Les spécialistes soulignent que la réponse la plus efficace à moyen terme consiste à renforcer la santé des habitats côtiers qui jouent le rôle de tampons naturels. Les forêts de varech, les herbiers marins et les récifs d’huîtres aident à absorber certains des nutriments qui nourrissent ces proliférations et aident à stabiliser les écosystèmes côtiers. Leur protection et leur restauration réduisent la probabilité de tels événements extrêmes et améliorent la capacité de l'océan à résister aux vagues de chaleur marines de plus en plus fréquentes.

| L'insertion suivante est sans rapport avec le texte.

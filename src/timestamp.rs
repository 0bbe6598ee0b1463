/// Formats a duration in seconds as `HH:MM:SS.mmm`.
pub fn time_str(sec: f64) -> String {
    let ms = sec * 1000f64;
    let hours = (ms / 3600000f64) as u64;
    let minutes = ((ms % 3600000f64) / 60000f64) as u64;
    let seconds = ((ms % 60000f64) / 1000f64) as u64;
    let milliseconds = (ms % 1000f64) as u64;

    format!(
        "{hours:0width$}:{minutes:02}:{seconds:02}.{milliseconds:03}",
        width = if hours >= 100 { 0 } else { 2 }
    )
}

/// Duration of `frames` samples per channel at `sample_rate`.
pub fn frames_to_secs(frames: u64, sample_rate: u32) -> f64 {
    if sample_rate == 0 {
        0.0
    } else {
        frames as f64 / sample_rate as f64
    }
}
use std::path::PathBuf;
use std::sync::LazyLock;

use anyhow::Result;
use clap::{Args, Parser as ClapParser, Subcommand, ValueEnum};
use pcmflow::structs::speakers::{
    Format, MODE_2_2, MODE_3_0, MODE_3_2, MODE_5_1, MODE_MONO, MODE_STEREO, Speakers,
};

static LONG_VERSION: LazyLock<String> = LazyLock::new(|| {
    format!(
        "{}\nlibrary:  pcmflow {}\ncommit:   {}\nbuilt:    {}",
        env!("CARGO_PKG_VERSION"),
        env!("PCMFLOW_VERSION"),
        option_env!("VERGEN_GIT_DESCRIBE").unwrap_or("unknown"),
        env!("BUILD_TIMESTAMP"),
    )
});

#[derive(Debug, ClapParser)]
#[command(
    name         = "pcmflow",
    version      = env!("CARGO_PKG_VERSION"),
    long_version = LONG_VERSION.as_str(),
    author       = env!("CARGO_PKG_AUTHORS"),
    about        = "Tools for converting, mixing, scanning and comparing PCM streams",
    long_about   = None,
)]
pub struct Cli {
    /// Set the log level
    #[arg(long, global = true, value_enum, default_value_t = LogLevel::Info)]
    pub loglevel: LogLevel,

    /// Treat warnings as fatal errors (fail on first warning).
    #[arg(long, global = true)]
    pub strict: bool,

    /// Log output format.
    #[arg(long, global = true, value_enum, default_value_t = LogFormat::Plain)]
    pub log_format: LogFormat,

    /// Show progress bars during operations.
    #[arg(long, global = true)]
    pub progress: bool,

    /// Choose an operation to perform.
    #[command(subcommand)]
    pub command: Commands,
}

impl Cli {
    /// Level at which recoverable conditions become errors.
    pub fn fail_level(&self) -> log::Level {
        if self.strict {
            log::Level::Warn
        } else {
            log::Level::Error
        }
    }
}

#[derive(Debug, Subcommand)]
pub enum Commands {
    /// Convert a raw PCM stream to another encoding and channel layout.
    Convert(ConvertArgs),

    /// Search a stream for known compressed audio syncwords.
    Scan(ScanArgs),

    /// Compare two raw PCM streams.
    Compare(CompareArgs),

    /// Generate deterministic white noise.
    Noise(NoiseArgs),
}

/// Description of a headerless PCM stream.
#[derive(Debug, Clone, Args)]
pub struct StreamArgs {
    /// Sample encoding.
    #[arg(long, value_enum, default_value_t = PcmFormat::Pcm16)]
    pub format: PcmFormat,

    /// Channel layout.
    #[arg(long, value_enum, default_value_t = Layout::Stereo)]
    pub layout: Layout,

    /// Sample rate in Hz.
    #[arg(long, value_name = "HZ", default_value_t = 48000)]
    pub rate: u32,
}

impl StreamArgs {
    pub fn speakers(&self) -> Result<Speakers> {
        let spk = Speakers::new(self.format.into(), self.layout.mask(), self.rate);
        spk.validate()?;
        Ok(spk)
    }
}

#[derive(Debug, Args)]
pub struct ConvertArgs {
    /// Input raw PCM stream (use "-" for stdin).
    #[arg(value_name = "INPUT")]
    pub input: PathBuf,

    #[command(flatten)]
    pub stream: StreamArgs,

    /// Output sample encoding.
    #[arg(long, value_enum)]
    pub to: PcmFormat,

    /// Output channel layout. Defaults to the input layout.
    #[arg(long, value_enum)]
    pub to_layout: Option<Layout>,

    /// YAML file with mix levels or an explicit matrix.
    #[arg(long, value_name = "PATH")]
    pub mix_config: Option<PathBuf>,

    /// Output container.
    #[arg(long, value_enum, default_value_t = Container::Raw)]
    pub container: Container,

    /// Output path. Derived from the input path when omitted.
    #[arg(long, value_name = "PATH")]
    pub output: Option<PathBuf>,

    /// Bytes read from the input at a time.
    #[arg(long, value_name = "BYTES", default_value_t = 64 * 1024)]
    pub block_size: usize,
}

#[derive(Debug, Args)]
pub struct ScanArgs {
    /// Input stream (use "-" for stdin).
    #[arg(value_name = "INPUT")]
    pub input: PathBuf,

    /// Print the offset of every match.
    #[arg(long)]
    pub list: bool,
}

#[derive(Debug, Args)]
pub struct CompareArgs {
    /// Stream under test.
    #[arg(value_name = "TEST")]
    pub test: PathBuf,

    /// Reference stream.
    #[arg(value_name = "REFERENCE")]
    pub reference: PathBuf,

    #[command(flatten)]
    pub stream: StreamArgs,

    /// Report level statistics instead of requiring identical data.
    #[arg(long)]
    pub stats: bool,

    /// Bytes read from each input at a time.
    #[arg(long, value_name = "BYTES", default_value_t = 64 * 1024)]
    pub block_size: usize,
}

#[derive(Debug, Args)]
pub struct NoiseArgs {
    /// Output path.
    #[arg(value_name = "OUTPUT")]
    pub output: PathBuf,

    #[command(flatten)]
    pub stream: StreamArgs,

    /// Duration in seconds.
    #[arg(long, default_value_t = 1.0)]
    pub seconds: f64,

    /// Random generator seed.
    #[arg(long, default_value_t = 0)]
    pub seed: u64,

    /// Output container.
    #[arg(long, value_enum, default_value_t = Container::Raw)]
    pub container: Container,
}

#[derive(Debug, Clone, Copy, ValueEnum)]
pub enum LogLevel {
    /// Disable logging output.
    Off,
    /// No output except errors.
    Error,
    /// Show warnings and errors.
    Warn,
    /// Show info, warnings and errors (default).
    Info,
    /// Show debug, info, warnings and errors.
    Debug,
    /// Show all log messages including trace.
    Trace,
}

impl LogLevel {
    /// Convert LogLevel to log::LevelFilter
    pub fn to_level_filter(self) -> log::LevelFilter {
        match self {
            LogLevel::Off => log::LevelFilter::Off,
            LogLevel::Error => log::LevelFilter::Error,
            LogLevel::Warn => log::LevelFilter::Warn,
            LogLevel::Info => log::LevelFilter::Info,
            LogLevel::Debug => log::LevelFilter::Debug,
            LogLevel::Trace => log::LevelFilter::Trace,
        }
    }
}

#[derive(Debug, Clone, Copy, ValueEnum)]
pub enum LogFormat {
    /// Colorized human-readable text.
    Plain,
    /// Structured JSON per log record.
    Json,
}

#[derive(Debug, Clone, Copy, ValueEnum, PartialEq)]
pub enum Container {
    /// Headerless sample data.
    Raw,
    /// Sony Wave64 (little-endian encodings only).
    W64,
}

#[derive(Debug, Clone, Copy, ValueEnum, PartialEq)]
pub enum PcmFormat {
    /// 16-bit signed integer, little-endian.
    Pcm16,
    /// 24-bit signed integer, little-endian.
    Pcm24,
    /// 32-bit signed integer, little-endian.
    Pcm32,
    /// 16-bit signed integer, big-endian.
    Pcm16be,
    /// 24-bit signed integer, big-endian.
    Pcm24be,
    /// 32-bit signed integer, big-endian.
    Pcm32be,
    /// 32-bit IEEE float, little-endian.
    Float,
    /// 64-bit IEEE float, little-endian.
    Double,
}

impl From<PcmFormat> for Format {
    fn from(value: PcmFormat) -> Self {
        match value {
            PcmFormat::Pcm16 => Format::Pcm16,
            PcmFormat::Pcm24 => Format::Pcm24,
            PcmFormat::Pcm32 => Format::Pcm32,
            PcmFormat::Pcm16be => Format::Pcm16Be,
            PcmFormat::Pcm24be => Format::Pcm24Be,
            PcmFormat::Pcm32be => Format::Pcm32Be,
            PcmFormat::Float => Format::PcmFloat,
            PcmFormat::Double => Format::PcmDouble,
        }
    }
}

#[derive(Debug, Clone, Copy, ValueEnum, PartialEq)]
pub enum Layout {
    /// C
    Mono,
    /// L R
    Stereo,
    /// L C R
    #[value(name = "3.0")]
    ThreeZero,
    /// L R SL SR
    #[value(name = "quad")]
    Quad,
    /// L C R SL SR
    #[value(name = "5.0")]
    FiveZero,
    /// L C R SL SR LFE
    #[value(name = "5.1")]
    FiveOne,
}

impl Layout {
    pub fn mask(self) -> u32 {
        match self {
            Layout::Mono => MODE_MONO,
            Layout::Stereo => MODE_STEREO,
            Layout::ThreeZero => MODE_3_0,
            Layout::Quad => MODE_2_2,
            Layout::FiveZero => MODE_3_2,
            Layout::FiveOne => MODE_5_1,
        }
    }
}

Sur les plages du sud de l’Australie, l’image de kilomètres d’écume jaune et de bancs de poissons, calamars et hippocampes morts concentre la dimension humaine d’une crise qui se déroule largement sous la surface. Pour les communautés de pêcheurs, les algues toxiques ne sont pas une abstraction scientifique, mais plutôt la source d’un vide économique et émotionnel qui peut durer des années. Pour les décideurs politiques et le reste du monde, ce désert sous-marin sert également d’avertissement d’un nouveau type de catastrophe naturelle qui nous oblige à repenser la manière dont les océans et ceux qui en dépendent sont protégés.

Le communiqué officiel a été publié dans Grand récif sud.

L'article Comment une microalgue toxique annihile les coraux d'Espagne sans que vous vous en rendiez compte a été publié pour la première fois sur ECOticias.com.